His influence spread like oil over the raging crowd. They laughed, pressed onto the dance floor, cried “Bravo”, and slapped him whole heartedly on the back or playfully punched him in the belly. Then, as the waltz began he broke out in song, screaming and hoarse:

“Emil, you are a plant,

You climb all over me!

Are always quick to kiss

And that’s why I love you!”

“Alma,” cried out someone in the middle of the room. “There’s Alma!”

He left his partner standing, sprang up and grabbed the red haired prostitute by the arm. He was a short dark fellow with smooth hair curling tight against his forehead and bright piercing eyes.

“Come,” he cried, grabbing her tightly around the waist.

The prostitute danced. More daring than the others, she pranced the waltz letting her partner whirl her quickly around. After a few beats she was completely into the dance, throwing her hips around, bending forward and backward, pressing her body up against her partner in constant contact. It was shameless, vulgar and brutally sensual.
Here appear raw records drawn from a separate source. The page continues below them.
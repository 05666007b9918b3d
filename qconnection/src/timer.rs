//! A connection's timer slots (spec §4.6): a handful of named `Option<Instant>`
//! deadlines the event loop polls the earliest of, rather than a process-wide
//! timer wheel — this core is single-threaded and cooperative, so one small
//! per-connection registry is enough.

use std::time::Duration;

use tokio::time::Instant;

#[derive(Debug, Clone, Copy, PartialEq, Eq, Hash)]
pub enum TimerId {
    LossDetection,
    Idle,
    CloseDraining,
    AckDelay,
    Pacing,
}

const SLOTS: [TimerId; 5] = [
    TimerId::LossDetection,
    TimerId::Idle,
    TimerId::CloseDraining,
    TimerId::AckDelay,
    TimerId::Pacing,
];

/// Per-connection deadlines. `arm`/`cancel` set or clear one slot;
/// `poll_timeout` reports the earliest deadline still armed, and
/// `poll_expired` drains every slot whose deadline has already passed.
#[derive(Debug, Default)]
pub struct Timers {
    deadlines: [Option<Instant>; 5],
}

impl Timers {
    pub fn new() -> Self {
        Self::default()
    }

    fn slot(id: TimerId) -> usize {
        match id {
            TimerId::LossDetection => 0,
            TimerId::Idle => 1,
            TimerId::CloseDraining => 2,
            TimerId::AckDelay => 3,
            TimerId::Pacing => 4,
        }
    }

    pub fn arm(&mut self, id: TimerId, deadline: Instant) {
        self.deadlines[Self::slot(id)] = Some(deadline);
    }

    pub fn arm_after(&mut self, id: TimerId, now: Instant, delay: Duration) {
        self.arm(id, now + delay);
    }

    pub fn cancel(&mut self, id: TimerId) {
        self.deadlines[Self::slot(id)] = None;
    }

    pub fn get(&self, id: TimerId) -> Option<Instant> {
        self.deadlines[Self::slot(id)]
    }

    /// The earliest armed deadline across every slot, for the event loop to
    /// sleep/select until.
    pub fn poll_timeout(&self) -> Option<Instant> {
        self.deadlines.iter().copied().flatten().min()
    }

    /// Every slot whose deadline is at or before `now`, cleared as a side effect.
    pub fn poll_expired(&mut self, now: Instant) -> Vec<TimerId> {
        let mut expired = Vec::new();
        for id in SLOTS {
            let i = Self::slot(id);
            if matches!(self.deadlines[i], Some(d) if d <= now) {
                self.deadlines[i] = None;
                expired.push(id);
            }
        }
        expired
    }
}

#[cfg(test)]
mod tests {
    use super::*;

    #[test]
    fn poll_timeout_returns_the_earliest_slot() {
        let mut timers = Timers::new();
        let now = Instant::now();
        timers.arm(TimerId::Idle, now + Duration::from_secs(30));
        timers.arm(TimerId::LossDetection, now + Duration::from_millis(50));
        assert_eq!(timers.poll_timeout(), Some(now + Duration::from_millis(50)));
    }

    #[test]
    fn poll_expired_drains_only_past_deadlines() {
        let mut timers = Timers::new();
        let now = Instant::now();
        timers.arm(TimerId::LossDetection, now - Duration::from_millis(1));
        timers.arm(TimerId::Idle, now + Duration::from_secs(30));
        let expired = timers.poll_expired(now);
        assert_eq!(expired, vec![TimerId::LossDetection]);
        assert!(timers.get(TimerId::LossDetection).is_none());
        assert!(timers.get(TimerId::Idle).is_some());
    }

    #[test]
    fn cancel_clears_a_slot() {
        let mut timers = Timers::new();
        let now = Instant::now();
        timers.arm(TimerId::Pacing, now);
        timers.cancel(TimerId::Pacing);
        assert!(timers.get(TimerId::Pacing).is_none());
    }
}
Frank Braun heard a voice near him, saw the dance master watching the prostitute with keen appreciation.

“Damn, that whore can swing her ass!”

Oh yes, she could swing her ass! She swung it high and cheeky like a flag, like a storm filled banner of naked lust, like the Baroness Gudel de Gudelfeld swung hers for the applause of the Crown Prince.

She doesn’t need any ornaments thought Frank Braun as his eyes followed her down the hall and back. He quickly stepped up to her as the music stopped and laid his hand on her arm.

“Pay first,” the dark haired man laughed at him.

He gave the man a coin. The prostitute looked him over with a quick look, examining him from top to bottom.

“I live nearby,” she said. “Scarcely three minutes in the–”

He interrupted her, “It doesn’t matter where you live, come with me.”